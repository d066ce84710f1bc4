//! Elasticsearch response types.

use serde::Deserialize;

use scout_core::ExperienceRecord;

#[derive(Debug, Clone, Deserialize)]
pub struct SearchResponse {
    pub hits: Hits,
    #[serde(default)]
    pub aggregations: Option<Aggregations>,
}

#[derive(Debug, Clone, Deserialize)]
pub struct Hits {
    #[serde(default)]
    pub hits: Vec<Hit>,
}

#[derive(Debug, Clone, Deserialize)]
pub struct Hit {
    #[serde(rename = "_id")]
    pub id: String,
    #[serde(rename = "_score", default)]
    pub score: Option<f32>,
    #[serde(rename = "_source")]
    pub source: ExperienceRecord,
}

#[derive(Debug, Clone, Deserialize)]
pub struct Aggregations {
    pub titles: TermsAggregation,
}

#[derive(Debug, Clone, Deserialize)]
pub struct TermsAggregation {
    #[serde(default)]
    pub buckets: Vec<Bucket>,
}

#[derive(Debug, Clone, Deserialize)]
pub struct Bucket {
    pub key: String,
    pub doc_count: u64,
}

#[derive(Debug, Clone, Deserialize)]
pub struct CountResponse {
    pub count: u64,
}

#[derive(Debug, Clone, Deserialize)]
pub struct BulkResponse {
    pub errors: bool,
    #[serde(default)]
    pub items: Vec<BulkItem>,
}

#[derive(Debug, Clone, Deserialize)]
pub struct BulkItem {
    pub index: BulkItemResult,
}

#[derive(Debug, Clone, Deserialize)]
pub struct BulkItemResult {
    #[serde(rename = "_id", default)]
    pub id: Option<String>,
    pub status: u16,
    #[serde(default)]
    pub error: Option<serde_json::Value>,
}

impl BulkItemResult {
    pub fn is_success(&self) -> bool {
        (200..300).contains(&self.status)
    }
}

AIM OF THE TASK: Retype all of the records above, word for word.

EXERCISE RESPONSE:
repository d066ce84710f1bc4
//! Elasticsearch response types.

use serde::Deserialize;

use scout_core::ExperienceRecord;

#[derive(Debug, Clone, Deserialize)]
pub struct SearchResponse {
    pub hits: Hits,
    #[serde(default)]
    pub aggregations: Option<Aggregations>,
}

#[derive(Debug, Clone, Deserialize)]
pub struct Hits {
    #[serde(default)]
    pub hits: Vec<Hit>,
}

#[derive(Debug, Clone, Deserialize)]
pub struct Hit {
    #[serde(rename = "_id")]
    pub id: String,
    #[serde(rename = "_score", default)]
    pub score: Option<f32>,
    #[serde(rename = "_source")]
    pub source: ExperienceRecord,
}

#[derive(Debug, Clone, Deserialize)]
pub struct Aggregations {
    pub titles: TermsAggregation,
}

#[derive(Debug, Clone, Deserialize)]
pub struct TermsAggregation {
    #[serde(default)]
    pub buckets: Vec<Bucket>,
}

#[derive(Debug, Clone, Deserialize)]
pub struct Bucket {
    pub key: String,
    pub doc_count: u64,
}

#[derive(Debug, Clone, Deserialize)]
pub struct CountResponse {
    pub count: u64,
}

#[derive(Debug, Clone, Deserialize)]
pub struct BulkResponse {
    pub errors: bool,
    #[serde(default)]
    pub items: Vec<BulkItem>,
}

#[derive(Debug, Clone, Deserialize)]
pub struct BulkItem {
    pub index: BulkItemResult,
}

#[derive(Debug, Clone, Deserialize)]
pub struct BulkItemResult {
    #[serde(rename = "_id", default)]
    pub id: Option<String>,
    pub status: u16,
    #[serde(default)]
    pub error: Option<serde_json::Value>,
}

impl BulkItemResult {
    pub fn is_success(&self) -> bool {
        (200..300).contains(&self.status)
    }
}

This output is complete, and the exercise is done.